Stored data entries:
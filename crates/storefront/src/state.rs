//! Application state shared across handlers.

use std::sync::Arc;

use quickbite_core::Catalog;

use crate::config::StorefrontConfig;
use crate::services::{CartManager, OrderService};
use crate::store::KvStore;

/// Application state shared across all handlers.
///
/// This struct is cheaply cloneable via `Arc` and provides access to
/// the catalog, the cart manager and the order service.
#[derive(Clone)]
pub struct AppState {
    inner: Arc<AppStateInner>,
}

struct AppStateInner {
    catalog: Catalog,
    cart: CartManager,
    orders: OrderService,
}

impl AppState {
    /// Create a new application state.
    ///
    /// # Arguments
    ///
    /// * `config` - Storefront configuration
    /// * `store` - Durable store for the cart and favorites
    ///
    /// Persisted cart state is not loaded here; call
    /// [`CartManager::spawn_load`] once the runtime is up.
    #[must_use]
    pub fn new(config: StorefrontConfig, store: Arc<dyn KvStore>) -> Self {
        let cart = CartManager::new(store);
        let orders = OrderService::new(config.delivery_fee, config.tracking_interval);

        Self {
            inner: Arc::new(AppStateInner {
                catalog: Catalog::builtin(),
                cart,
                orders,
            }),
        }
    }

    /// Get a reference to the read-only catalog.
    #[must_use]
    pub fn catalog(&self) -> &Catalog {
        &self.inner.catalog
    }

    /// Get a reference to the cart manager.
    #[must_use]
    pub fn cart(&self) -> &CartManager {
        &self.inner.cart
    }

    /// Get a reference to the order service.
    #[must_use]
    pub fn orders(&self) -> &OrderService {
        &self.inner.orders
    }
}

* **EXERCISE DETAILS**
All lines of the data above that include the word "across" must be shown.

* **SOLUTION**
//! Application state shared across handlers.
/// Application state shared across all handlers.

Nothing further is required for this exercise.